- _PROBLEM_:
Every line of the data below that holds the string "Deserialize" needs to be reported.
(MATERIALS PROVIDED begins)
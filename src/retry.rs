use std::fmt;
use std::sync::Arc;
use std::time::Duration;

use serde::{Deserialize, Serialize};

use crate::TransportError;

/// How the wait between retries grows with the attempt number.
#[derive(Clone, Copy, Debug, Default, Eq, PartialEq, Serialize, Deserialize)]
#[serde(rename_all = "lowercase")]
pub enum BackoffStrategy {
    /// `factor * 2^(attempt - 1)`.
    #[default]
    Exponential,
    /// `factor * attempt`.
    Linear,
    /// Constant `factor`.
    None,
}

/// Side-effect callback invoked before each retry with the upcoming attempt
/// number (1-indexed) and the error that triggered it.
#[derive(Clone)]
pub struct OnRetry(Arc<dyn Fn(u32, &TransportError) + Send + Sync>);

impl OnRetry {
    pub fn new<F>(callback: F) -> Self
    where
        F: Fn(u32, &TransportError) + Send + Sync + 'static,
    {
        Self(Arc::new(callback))
    }

    pub(crate) fn call(&self, attempt: u32, error: &TransportError) {
        (self.0)(attempt, error)
    }
}

impl fmt::Debug for OnRetry {
    fn fmt(&self, f: &mut fmt::Formatter<'_>) -> fmt::Result {
        f.write_str("OnRetry(<callback>)")
    }
}

/// Retry behavior applied to one call.
#[derive(Clone, Debug)]
pub struct RetryPolicy {
    /// Maximum number of retries after the initial attempt. `0` disables retry.
    pub max_retries: u32,
    pub backoff_strategy: BackoffStrategy,
    /// Base unit scaled by the backoff strategy. [`Duration::ZERO`] is valid
    /// and retries immediately.
    pub delay_factor: Duration,
    pub on_retry: Option<OnRetry>,
}

impl Default for RetryPolicy {
    fn default() -> Self {
        Self {
            max_retries: 0,
            backoff_strategy: BackoffStrategy::Exponential,
            delay_factor: Duration::from_millis(500),
            on_retry: None,
        }
    }
}

impl RetryPolicy {
    /// Policy that never retries.
    pub fn disabled() -> Self {
        Self::default()
    }

    pub fn with_max_retries(mut self, max_retries: u32) -> Self {
        self.max_retries = max_retries;
        self
    }

    /// A zero `delay_factor` retries without waiting.
    pub fn with_backoff(mut self, strategy: BackoffStrategy, delay_factor: Duration) -> Self {
        self.backoff_strategy = strategy;
        self.delay_factor = delay_factor;
        self
    }

    pub fn with_on_retry(mut self, on_retry: OnRetry) -> Self {
        self.on_retry = Some(on_retry);
        self
    }
}

/// Per-call retry override. `None` fields fall back to the client default.
#[derive(Clone, Debug, Default)]
pub struct RetryOverride {
    pub max_retries: Option<u32>,
    pub backoff_strategy: Option<BackoffStrategy>,
    pub delay_factor: Option<Duration>,
    pub on_retry: Option<OnRetry>,
}

impl RetryOverride {
    pub fn max_retries(mut self, max_retries: u32) -> Self {
        self.max_retries = Some(max_retries);
        self
    }

    pub fn backoff_strategy(mut self, strategy: BackoffStrategy) -> Self {
        self.backoff_strategy = Some(strategy);
        self
    }

    /// Replaces the default factor; `Duration::ZERO` retries without waiting.
    pub fn delay_factor(mut self, delay_factor: Duration) -> Self {
        self.delay_factor = Some(delay_factor);
        self
    }

    pub fn on_retry(mut self, on_retry: OnRetry) -> Self {
        self.on_retry = Some(on_retry);
        self
    }
}

/// Merges a per-call override onto the client default.
///
/// Fields set on `override_policy` win, including an explicit
/// `max_retries` of `0`. The default policy is never modified.
pub fn resolve(default_policy: &RetryPolicy, override_policy: Option<&RetryOverride>) -> RetryPolicy {
    let Some(overrides) = override_policy else {
        return default_policy.clone();
    };

    RetryPolicy {
        max_retries: overrides.max_retries.unwrap_or(default_policy.max_retries),
        backoff_strategy: overrides
            .backoff_strategy
            .unwrap_or(default_policy.backoff_strategy),
        delay_factor: overrides.delay_factor.unwrap_or(default_policy.delay_factor),
        on_retry: overrides
            .on_retry
            .clone()
            .or_else(|| default_policy.on_retry.clone()),
    }
}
(MATERIALS PROVIDED ends)
- _EXPECTED ANSWER_:
use serde::{Deserialize, Serialize};
#[derive(Clone, Copy, Debug, Default, Eq, PartialEq, Serialize, Deserialize)]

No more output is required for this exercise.